** PROBLEM STATEMENT **
The entries below should appear again in your reply, word for word.

** MATERIALS PROVIDED **

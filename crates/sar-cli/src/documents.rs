//! JSON request documents accepted by the planner subcommands.

use anyhow::Context;
use chrono::{DateTime, Utc};
use sar_core::{
    BatteryReport, Breadcrumb, Bounds, Coordinate, DronePosition, LandingZone, MissionParameters,
    PerformanceMetrics, PreFlightChecklist, TerrainGrid, TerrainPoint, TimeRange,
    WeatherConditions,
};
use serde::de::DeserializeOwned;
use serde::{Deserialize, Serialize};
use std::io::Read;
use std::path::Path;

/// Read a JSON document from `path`, or from stdin when `path` is `-`.
pub fn read_document<T: DeserializeOwned>(path: &Path) -> anyhow::Result<T> {
    let raw = if path.as_os_str() == "-" {
        let mut buf = String::new();
        std::io::stdin()
            .read_to_string(&mut buf)
            .context("reading document from stdin")?;
        buf
    } else {
        std::fs::read_to_string(path).with_context(|| format!("reading {}", path.display()))?
    };
    serde_json::from_str(&raw).with_context(|| format!("parsing {}", path.display()))
}

pub fn write_output<T: Serialize>(value: &T) -> anyhow::Result<()> {
    let text = serde_json::to_string_pretty(value)?;
    println!("{text}");
    Ok(())
}

/// A terrain grid document, validated after parsing.
pub fn read_grid(path: &Path) -> anyhow::Result<TerrainGrid> {
    let grid: TerrainGrid = read_document(path)?;
    grid.validate()
        .with_context(|| format!("terrain grid {} is inconsistent", path.display()))?;
    Ok(grid)
}

#[derive(Debug, Deserialize)]
pub struct CoverageRequest {
    pub breadcrumbs: Vec<Breadcrumb>,
    #[serde(default)]
    pub time_range: Option<TimeRange>,
}

#[derive(Debug, Deserialize)]
pub struct ViewshedRequest {
    pub observer: TerrainPoint,
    #[serde(default)]
    pub radius_m: Option<f64>,
    #[serde(default)]
    pub observer_height_m: Option<f64>,
}

#[derive(Debug, Deserialize)]
pub struct PathRequest {
    pub start: Coordinate,
    pub end: Coordinate,
    #[serde(default)]
    pub max_slope_deg: Option<f64>,
}

#[derive(Debug, Deserialize)]
pub struct AdjustRequest {
    pub mission: MissionParameters,
    pub weather: WeatherConditions,
}

#[derive(Debug, Deserialize)]
pub struct RtbRequest {
    pub drone: DronePosition,
    pub weather: WeatherConditions,
    #[serde(default)]
    pub zones: Vec<LandingZone>,
}

#[derive(Debug, Deserialize)]
pub struct MaintenanceRequest {
    pub flight_hours: f64,
    #[serde(default)]
    pub error_codes: Vec<String>,
    #[serde(default)]
    pub metrics: PerformanceMetrics,
    pub last_maintenance: DateTime<Utc>,
}

#[derive(Debug, Deserialize)]
pub struct ScheduleRequest {
    pub flight_hours: f64,
}

/// Everything needed to decide whether a drone may take an assignment.
#[derive(Debug, Deserialize)]
pub struct EligibilityRequest {
    pub battery: BatteryReport,
    pub checklist: PreFlightChecklist,
    #[serde(flatten)]
    pub maintenance: MaintenanceRequest,
}

/// Padded bounds around a point, sized to cover `radius_m`.
pub fn bounds_around(center: Coordinate, radius_m: f64) -> Bounds {
    let pad_lat = sar_core::spatial::meters_to_lat_deg(radius_m);
    let pad_lng = sar_core::spatial::meters_to_lng_deg(radius_m, center.lat);
    Bounds {
        min_lat: center.lat - pad_lat,
        max_lat: center.lat + pad_lat,
        min_lng: center.lng - pad_lng,
        max_lng: center.lng + pad_lng,
    }
}

#[cfg(test)]
mod tests {
    use super::*;

    #[test]
    fn eligibility_request_flattens_maintenance_fields() {
        let raw = r#"{
            "battery": {
                "serial": "PK-204",
                "cycle_count": 120,
                "capacity_percent": 91.5,
                "manufactured_at": "2024-02-01T00:00:00Z"
            },
            "checklist": { "gps_locked": true },
            "flight_hours": 64.5,
            "error_codes": ["GPS_DRIFT"],
            "last_maintenance": "2025-01-10T08:00:00Z"
        }"#;
        let request: EligibilityRequest = serde_json::from_str(raw).unwrap();
        assert_eq!(request.battery.serial, "PK-204");
        assert!(request.battery.voltage_readings.is_empty());
        assert_eq!(request.maintenance.flight_hours, 64.5);
        assert_eq!(request.maintenance.error_codes, vec!["GPS_DRIFT".to_string()]);
        assert!(request.maintenance.metrics.gimbal_drift_deg.is_none());
    }

    #[test]
    fn bounds_around_spans_radius() {
        let center = Coordinate::new(45.0, 7.0);
        let bounds = bounds_around(center, 1000.0);
        assert!(bounds.lng_span() > bounds.lat_span());
        let half_lat_m = bounds.lat_span() / 2.0 * sar_core::spatial::METERS_PER_DEG_LAT;
        assert!((half_lat_m - 1000.0).abs() < 1e-6);
    }
}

** EXERCISE ANSWER **
filename crates/sar-cli/src/documents.rs
//! JSON request documents accepted by the planner subcommands.

use anyhow::Context;
use chrono::{DateTime, Utc};
use sar_core::{
    BatteryReport, Breadcrumb, Bounds, Coordinate, DronePosition, LandingZone, MissionParameters,
    PerformanceMetrics, PreFlightChecklist, TerrainGrid, TerrainPoint, TimeRange,
    WeatherConditions,
};
use serde::de::DeserializeOwned;
use serde::{Deserialize, Serialize};
use std::io::Read;
use std::path::Path;

/// Read a JSON document from `path`, or from stdin when `path` is `-`.
pub fn read_document<T: DeserializeOwned>(path: &Path) -> anyhow::Result<T> {
    let raw = if path.as_os_str() == "-" {
        let mut buf = String::new();
        std::io::stdin()
            .read_to_string(&mut buf)
            .context("reading document from stdin")?;
        buf
    } else {
        std::fs::read_to_string(path).with_context(|| format!("reading {}", path.display()))?
    };
    serde_json::from_str(&raw).with_context(|| format!("parsing {}", path.display()))
}

pub fn write_output<T: Serialize>(value: &T) -> anyhow::Result<()> {
    let text = serde_json::to_string_pretty(value)?;
    println!("{text}");
    Ok(())
}

/// A terrain grid document, validated after parsing.
pub fn read_grid(path: &Path) -> anyhow::Result<TerrainGrid> {
    let grid: TerrainGrid = read_document(path)?;
    grid.validate()
        .with_context(|| format!("terrain grid {} is inconsistent", path.display()))?;
    Ok(grid)
}

#[derive(Debug, Deserialize)]
pub struct CoverageRequest {
    pub breadcrumbs: Vec<Breadcrumb>,
    #[serde(default)]
    pub time_range: Option<TimeRange>,
}

#[derive(Debug, Deserialize)]
pub struct ViewshedRequest {
    pub observer: TerrainPoint,
    #[serde(default)]
    pub radius_m: Option<f64>,
    #[serde(default)]
    pub observer_height_m: Option<f64>,
}

#[derive(Debug, Deserialize)]
pub struct PathRequest {
    pub start: Coordinate,
    pub end: Coordinate,
    #[serde(default)]
    pub max_slope_deg: Option<f64>,
}

#[derive(Debug, Deserialize)]
pub struct AdjustRequest {
    pub mission: MissionParameters,
    pub weather: WeatherConditions,
}

#[derive(Debug, Deserialize)]
pub struct RtbRequest {
    pub drone: DronePosition,
    pub weather: WeatherConditions,
    #[serde(default)]
    pub zones: Vec<LandingZone>,
}

#[derive(Debug, Deserialize)]
pub struct MaintenanceRequest {
    pub flight_hours: f64,
    #[serde(default)]
    pub error_codes: Vec<String>,
    #[serde(default)]
    pub metrics: PerformanceMetrics,
    pub last_maintenance: DateTime<Utc>,
}

#[derive(Debug, Deserialize)]
pub struct ScheduleRequest {
    pub flight_hours: f64,
}

/// Everything needed to decide whether a drone may take an assignment.
#[derive(Debug, Deserialize)]
pub struct EligibilityRequest {
    pub battery: BatteryReport,
    pub checklist: PreFlightChecklist,
    #[serde(flatten)]
    pub maintenance: MaintenanceRequest,
}

/// Padded bounds around a point, sized to cover `radius_m`.
pub fn bounds_around(center: Coordinate, radius_m: f64) -> Bounds {
    let pad_lat = sar_core::spatial::meters_to_lat_deg(radius_m);
    let pad_lng = sar_core::spatial::meters_to_lng_deg(radius_m, center.lat);
    Bounds {
        min_lat: center.lat - pad_lat,
        max_lat: center.lat + pad_lat,
        min_lng: center.lng - pad_lng,
        max_lng: center.lng + pad_lng,
    }
}

#[cfg(test)]
mod tests {
    use super::*;

    #[test]
    fn eligibility_request_flattens_maintenance_fields() {
        let raw = r#"{
            "battery": {
                "serial": "PK-204",
                "cycle_count": 120,
                "capacity_percent": 91.5,
                "manufactured_at": "2024-02-01T00:00:00Z"
            },
            "checklist": { "gps_locked": true },
            "flight_hours": 64.5,
            "error_codes": ["GPS_DRIFT"],
            "last_maintenance": "2025-01-10T08:00:00Z"
        }"#;
        let request: EligibilityRequest = serde_json::from_str(raw).unwrap();
        assert_eq!(request.battery.serial, "PK-204");
        assert!(request.battery.voltage_readings.is_empty());
        assert_eq!(request.maintenance.flight_hours, 64.5);
        assert_eq!(request.maintenance.error_codes, vec!["GPS_DRIFT".to_string()]);
        assert!(request.maintenance.metrics.gimbal_drift_deg.is_none());
    }

    #[test]
    fn bounds_around_spans_radius() {
        let center = Coordinate::new(45.0, 7.0);
        let bounds = bounds_around(center, 1000.0);
        assert!(bounds.lng_span() > bounds.lat_span());
        let half_lat_m = bounds.lat_span() / 2.0 * sar_core::spatial::METERS_PER_DEG_LAT;
        assert!((half_lat_m - 1000.0).abs() < 1e-6);
    }
}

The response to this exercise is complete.